Stored data.
== == ==
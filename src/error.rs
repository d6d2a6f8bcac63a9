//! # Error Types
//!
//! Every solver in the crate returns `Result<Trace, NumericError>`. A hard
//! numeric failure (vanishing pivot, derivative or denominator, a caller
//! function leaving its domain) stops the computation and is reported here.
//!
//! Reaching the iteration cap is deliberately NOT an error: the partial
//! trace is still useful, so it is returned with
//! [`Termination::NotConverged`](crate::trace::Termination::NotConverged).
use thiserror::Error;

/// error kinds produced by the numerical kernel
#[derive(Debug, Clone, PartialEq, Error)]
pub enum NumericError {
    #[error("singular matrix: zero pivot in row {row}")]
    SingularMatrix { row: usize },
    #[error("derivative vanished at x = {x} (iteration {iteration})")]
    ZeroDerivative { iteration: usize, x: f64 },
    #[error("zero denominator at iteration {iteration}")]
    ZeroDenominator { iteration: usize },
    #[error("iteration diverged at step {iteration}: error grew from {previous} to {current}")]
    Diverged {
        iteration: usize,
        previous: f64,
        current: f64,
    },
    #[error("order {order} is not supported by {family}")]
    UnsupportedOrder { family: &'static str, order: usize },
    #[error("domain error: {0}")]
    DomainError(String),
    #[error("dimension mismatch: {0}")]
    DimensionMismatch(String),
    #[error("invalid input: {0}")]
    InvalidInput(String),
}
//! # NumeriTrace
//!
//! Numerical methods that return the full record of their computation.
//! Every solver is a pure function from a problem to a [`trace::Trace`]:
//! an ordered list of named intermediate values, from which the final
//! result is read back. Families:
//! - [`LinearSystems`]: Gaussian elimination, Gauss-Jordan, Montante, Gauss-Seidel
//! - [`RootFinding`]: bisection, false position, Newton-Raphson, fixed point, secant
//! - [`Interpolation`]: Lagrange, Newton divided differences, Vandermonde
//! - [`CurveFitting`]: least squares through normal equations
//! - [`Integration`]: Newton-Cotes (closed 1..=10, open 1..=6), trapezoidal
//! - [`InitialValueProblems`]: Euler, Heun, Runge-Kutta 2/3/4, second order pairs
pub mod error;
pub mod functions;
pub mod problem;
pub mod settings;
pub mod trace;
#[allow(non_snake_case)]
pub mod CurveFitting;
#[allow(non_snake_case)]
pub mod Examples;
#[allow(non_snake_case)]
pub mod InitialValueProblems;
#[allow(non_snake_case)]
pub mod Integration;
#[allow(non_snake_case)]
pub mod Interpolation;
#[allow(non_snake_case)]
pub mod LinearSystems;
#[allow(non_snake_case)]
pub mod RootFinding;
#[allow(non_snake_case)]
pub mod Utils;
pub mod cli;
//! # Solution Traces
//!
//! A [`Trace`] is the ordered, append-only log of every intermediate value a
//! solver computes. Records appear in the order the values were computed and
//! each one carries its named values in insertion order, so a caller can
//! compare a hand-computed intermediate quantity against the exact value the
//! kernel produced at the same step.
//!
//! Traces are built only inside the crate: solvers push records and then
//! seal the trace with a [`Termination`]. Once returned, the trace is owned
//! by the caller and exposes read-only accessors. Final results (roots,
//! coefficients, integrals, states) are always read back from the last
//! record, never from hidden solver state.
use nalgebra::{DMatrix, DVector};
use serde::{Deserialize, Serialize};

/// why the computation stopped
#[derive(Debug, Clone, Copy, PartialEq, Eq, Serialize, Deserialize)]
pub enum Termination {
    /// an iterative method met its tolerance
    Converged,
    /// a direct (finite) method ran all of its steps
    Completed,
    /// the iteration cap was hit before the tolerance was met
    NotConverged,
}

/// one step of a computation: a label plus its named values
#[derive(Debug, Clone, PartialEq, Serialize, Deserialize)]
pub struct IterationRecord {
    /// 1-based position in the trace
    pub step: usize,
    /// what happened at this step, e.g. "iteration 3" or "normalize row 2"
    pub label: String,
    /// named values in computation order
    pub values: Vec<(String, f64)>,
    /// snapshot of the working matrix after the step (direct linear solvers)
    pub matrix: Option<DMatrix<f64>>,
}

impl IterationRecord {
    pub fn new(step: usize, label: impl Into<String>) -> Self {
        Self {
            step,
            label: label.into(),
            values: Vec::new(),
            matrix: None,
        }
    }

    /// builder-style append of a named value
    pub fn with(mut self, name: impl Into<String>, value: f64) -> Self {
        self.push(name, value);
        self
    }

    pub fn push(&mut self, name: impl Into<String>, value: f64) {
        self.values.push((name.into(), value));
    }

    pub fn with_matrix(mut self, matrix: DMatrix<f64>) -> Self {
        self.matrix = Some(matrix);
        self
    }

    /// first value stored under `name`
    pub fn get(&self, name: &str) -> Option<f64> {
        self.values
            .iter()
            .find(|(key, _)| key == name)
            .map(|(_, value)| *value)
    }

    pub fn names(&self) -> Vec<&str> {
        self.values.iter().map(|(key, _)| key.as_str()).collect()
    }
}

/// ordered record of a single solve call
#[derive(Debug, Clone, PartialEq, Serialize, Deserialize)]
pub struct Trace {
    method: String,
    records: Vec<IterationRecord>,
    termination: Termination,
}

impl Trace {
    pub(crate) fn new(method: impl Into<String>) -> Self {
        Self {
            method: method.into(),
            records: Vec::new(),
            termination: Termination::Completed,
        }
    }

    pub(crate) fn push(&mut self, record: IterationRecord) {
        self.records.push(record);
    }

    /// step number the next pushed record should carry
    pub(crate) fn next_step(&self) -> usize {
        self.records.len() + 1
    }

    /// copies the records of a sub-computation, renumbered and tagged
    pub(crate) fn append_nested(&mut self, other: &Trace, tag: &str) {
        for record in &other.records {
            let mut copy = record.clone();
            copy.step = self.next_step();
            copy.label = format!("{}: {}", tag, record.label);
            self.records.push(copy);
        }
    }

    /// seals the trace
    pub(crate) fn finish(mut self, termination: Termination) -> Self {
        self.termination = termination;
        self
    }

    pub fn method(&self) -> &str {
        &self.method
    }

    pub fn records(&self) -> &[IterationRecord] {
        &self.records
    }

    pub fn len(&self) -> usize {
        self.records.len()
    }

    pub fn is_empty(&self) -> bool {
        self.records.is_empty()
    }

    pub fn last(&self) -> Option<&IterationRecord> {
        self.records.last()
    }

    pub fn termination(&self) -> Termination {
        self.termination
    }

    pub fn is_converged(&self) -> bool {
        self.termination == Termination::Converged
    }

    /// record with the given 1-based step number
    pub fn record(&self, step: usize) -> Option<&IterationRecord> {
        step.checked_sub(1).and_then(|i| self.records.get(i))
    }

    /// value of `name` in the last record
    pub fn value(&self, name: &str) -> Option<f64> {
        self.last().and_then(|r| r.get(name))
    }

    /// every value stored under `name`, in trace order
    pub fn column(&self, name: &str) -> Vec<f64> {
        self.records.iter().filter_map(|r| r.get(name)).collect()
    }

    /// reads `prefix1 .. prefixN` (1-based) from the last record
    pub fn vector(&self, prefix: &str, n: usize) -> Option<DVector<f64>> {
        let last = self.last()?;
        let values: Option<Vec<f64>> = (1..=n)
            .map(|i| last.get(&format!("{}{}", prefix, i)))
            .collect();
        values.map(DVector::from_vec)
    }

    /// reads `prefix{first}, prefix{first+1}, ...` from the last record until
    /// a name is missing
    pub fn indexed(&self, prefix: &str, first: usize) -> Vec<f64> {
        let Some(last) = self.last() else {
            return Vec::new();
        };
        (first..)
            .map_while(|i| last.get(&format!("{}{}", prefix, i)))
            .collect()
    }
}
== == ==
What needs to be done. Output each entry precisely as given.

Response to this exercise.
filename src/error.rs
repository d6d2a6f8bcac63a9
//! # Error Types
//!
//! Every solver in the crate returns `Result<Trace, NumericError>`. A hard
//! numeric failure (vanishing pivot, derivative or denominator, a caller
//! function leaving its domain) stops the computation and is reported here.
//!
//! Reaching the iteration cap is deliberately NOT an error: the partial
//! trace is still useful, so it is returned with
//! [`Termination::NotConverged`](crate::trace::Termination::NotConverged).
use thiserror::Error;

/// error kinds produced by the numerical kernel
#[derive(Debug, Clone, PartialEq, Error)]
pub enum NumericError {
    #[error("singular matrix: zero pivot in row {row}")]
    SingularMatrix { row: usize },
    #[error("derivative vanished at x = {x} (iteration {iteration})")]
    ZeroDerivative { iteration: usize, x: f64 },
    #[error("zero denominator at iteration {iteration}")]
    ZeroDenominator { iteration: usize },
    #[error("iteration diverged at step {iteration}: error grew from {previous} to {current}")]
    Diverged {
        iteration: usize,
        previous: f64,
        current: f64,
    },
    #[error("order {order} is not supported by {family}")]
    UnsupportedOrder { family: &'static str, order: usize },
    #[error("domain error: {0}")]
    DomainError(String),
    #[error("dimension mismatch: {0}")]
    DimensionMismatch(String),
    #[error("invalid input: {0}")]
    InvalidInput(String),
}
//! # NumeriTrace
//!
//! Numerical methods that return the full record of their computation.
//! Every solver is a pure function from a problem to a [`trace::Trace`]:
//! an ordered list of named intermediate values, from which the final
//! result is read back. Families:
//! - [`LinearSystems`]: Gaussian elimination, Gauss-Jordan, Montante, Gauss-Seidel
//! - [`RootFinding`]: bisection, false position, Newton-Raphson, fixed point, secant
//! - [`Interpolation`]: Lagrange, Newton divided differences, Vandermonde
//! - [`CurveFitting`]: least squares through normal equations
//! - [`Integration`]: Newton-Cotes (closed 1..=10, open 1..=6), trapezoidal
//! - [`InitialValueProblems`]: Euler, Heun, Runge-Kutta 2/3/4, second order pairs
pub mod error;
pub mod functions;
pub mod problem;
pub mod settings;
pub mod trace;
#[allow(non_snake_case)]
pub mod CurveFitting;
#[allow(non_snake_case)]
pub mod Examples;
#[allow(non_snake_case)]
pub mod InitialValueProblems;
#[allow(non_snake_case)]
pub mod Integration;
#[allow(non_snake_case)]
pub mod Interpolation;
#[allow(non_snake_case)]
pub mod LinearSystems;
#[allow(non_snake_case)]
pub mod RootFinding;
#[allow(non_snake_case)]
pub mod Utils;
pub mod cli;
//! # Solution Traces
//!
//! A [`Trace`] is the ordered, append-only log of every intermediate value a
//! solver computes. Records appear in the order the values were computed and
//! each one carries its named values in insertion order, so a caller can
//! compare a hand-computed intermediate quantity against the exact value the
//! kernel produced at the same step.
//!
//! Traces are built only inside the crate: solvers push records and then
//! seal the trace with a [`Termination`]. Once returned, the trace is owned
//! by the caller and exposes read-only accessors. Final results (roots,
//! coefficients, integrals, states) are always read back from the last
//! record, never from hidden solver state.
use nalgebra::{DMatrix, DVector};
use serde::{Deserialize, Serialize};

/// why the computation stopped
#[derive(Debug, Clone, Copy, PartialEq, Eq, Serialize, Deserialize)]
pub enum Termination {
    /// an iterative method met its tolerance
    Converged,
    /// a direct (finite) method ran all of its steps
    Completed,
    /// the iteration cap was hit before the tolerance was met
    NotConverged,
}

/// one step of a computation: a label plus its named values
#[derive(Debug, Clone, PartialEq, Serialize, Deserialize)]
pub struct IterationRecord {
    /// 1-based position in the trace
    pub step: usize,
    /// what happened at this step, e.g. "iteration 3" or "normalize row 2"
    pub label: String,
    /// named values in computation order
    pub values: Vec<(String, f64)>,
    /// snapshot of the working matrix after the step (direct linear solvers)
    pub matrix: Option<DMatrix<f64>>,
}

impl IterationRecord {
    pub fn new(step: usize, label: impl Into<String>) -> Self {
        Self {
            step,
            label: label.into(),
            values: Vec::new(),
            matrix: None,
        }
    }

    /// builder-style append of a named value
    pub fn with(mut self, name: impl Into<String>, value: f64) -> Self {
        self.push(name, value);
        self
    }

    pub fn push(&mut self, name: impl Into<String>, value: f64) {
        self.values.push((name.into(), value));
    }

    pub fn with_matrix(mut self, matrix: DMatrix<f64>) -> Self {
        self.matrix = Some(matrix);
        self
    }

    /// first value stored under `name`
    pub fn get(&self, name: &str) -> Option<f64> {
        self.values
            .iter()
            .find(|(key, _)| key == name)
            .map(|(_, value)| *value)
    }

    pub fn names(&self) -> Vec<&str> {
        self.values.iter().map(|(key, _)| key.as_str()).collect()
    }
}

/// ordered record of a single solve call
#[derive(Debug, Clone, PartialEq, Serialize, Deserialize)]
pub struct Trace {
    method: String,
    records: Vec<IterationRecord>,
    termination: Termination,
}

impl Trace {
    pub(crate) fn new(method: impl Into<String>) -> Self {
        Self {
            method: method.into(),
            records: Vec::new(),
            termination: Termination::Completed,
        }
    }

    pub(crate) fn push(&mut self, record: IterationRecord) {
        self.records.push(record);
    }

    /// step number the next pushed record should carry
    pub(crate) fn next_step(&self) -> usize {
        self.records.len() + 1
    }

    /// copies the records of a sub-computation, renumbered and tagged
    pub(crate) fn append_nested(&mut self, other: &Trace, tag: &str) {
        for record in &other.records {
            let mut copy = record.clone();
            copy.step = self.next_step();
            copy.label = format!("{}: {}", tag, record.label);
            self.records.push(copy);
        }
    }

    /// seals the trace
    pub(crate) fn finish(mut self, termination: Termination) -> Self {
        self.termination = termination;
        self
    }

    pub fn method(&self) -> &str {
        &self.method
    }

    pub fn records(&self) -> &[IterationRecord] {
        &self.records
    }

    pub fn len(&self) -> usize {
        self.records.len()
    }

    pub fn is_empty(&self) -> bool {
        self.records.is_empty()
    }

    pub fn last(&self) -> Option<&IterationRecord> {
        self.records.last()
    }

    pub fn termination(&self) -> Termination {
        self.termination
    }

    pub fn is_converged(&self) -> bool {
        self.termination == Termination::Converged
    }

    /// record with the given 1-based step number
    pub fn record(&self, step: usize) -> Option<&IterationRecord> {
        step.checked_sub(1).and_then(|i| self.records.get(i))
    }

    /// value of `name` in the last record
    pub fn value(&self, name: &str) -> Option<f64> {
        self.last().and_then(|r| r.get(name))
    }

    /// every value stored under `name`, in trace order
    pub fn column(&self, name: &str) -> Vec<f64> {
        self.records.iter().filter_map(|r| r.get(name)).collect()
    }

    /// reads `prefix1 .. prefixN` (1-based) from the last record
    pub fn vector(&self, prefix: &str, n: usize) -> Option<DVector<f64>> {
        let last = self.last()?;
        let values: Option<Vec<f64>> = (1..=n)
            .map(|i| last.get(&format!("{}{}", prefix, i)))
            .collect();
        values.map(DVector::from_vec)
    }

    /// reads `prefix{first}, prefix{first+1}, ...` from the last record until
    /// a name is missing
    pub fn indexed(&self, prefix: &str, first: usize) -> Vec<f64> {
        let Some(last) = self.last() else {
            return Vec::new();
        };
        (first..)
            .map_while(|i| last.get(&format!("{}{}", prefix, i)))
            .collect()
    }
}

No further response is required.